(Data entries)
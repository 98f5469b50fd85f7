//! Whole-file upload driver.
//!
//! Composes the session manager, the recovery engine's retry loop and the
//! finalizer into a single call for uploading a local file.
//!
//! # Pipeline
//!
//! 1. **Init** or **Resume**: open a session, or ask the recovery engine
//!    which chunks an existing one is missing
//! 2. **Upload**: send the missing chunks in parallel, retrying each with
//!    backoff
//! 3. **Finalize**: assemble the artifact and purge the ledger
//!
//! Progress and failures are reported as [`DriverEvent`]s.

pub mod driver;
pub mod error;
pub mod types;

pub use driver::UploadDriver;
pub use error::DriverError;
pub use types::{DEFAULT_PARALLELISM, DriverConfig, DriverEvent, DriverResult};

_Work required_:
All entries above need to be copied verbatim.

_Exercise response_:
repository 98f5469b50fd85f7
//! Whole-file upload driver.
//!
//! Composes the session manager, the recovery engine's retry loop and the
//! finalizer into a single call for uploading a local file.
//!
//! # Pipeline
//!
//! 1. **Init** or **Resume**: open a session, or ask the recovery engine
//!    which chunks an existing one is missing
//! 2. **Upload**: send the missing chunks in parallel, retrying each with
//!    backoff
//! 3. **Finalize**: assemble the artifact and purge the ledger
//!
//! Progress and failures are reported as [`DriverEvent`]s.

pub mod driver;
pub mod error;
pub mod types;

pub use driver::UploadDriver;
pub use error::DriverError;
pub use types::{DEFAULT_PARALLELISM, DriverConfig, DriverEvent, DriverResult};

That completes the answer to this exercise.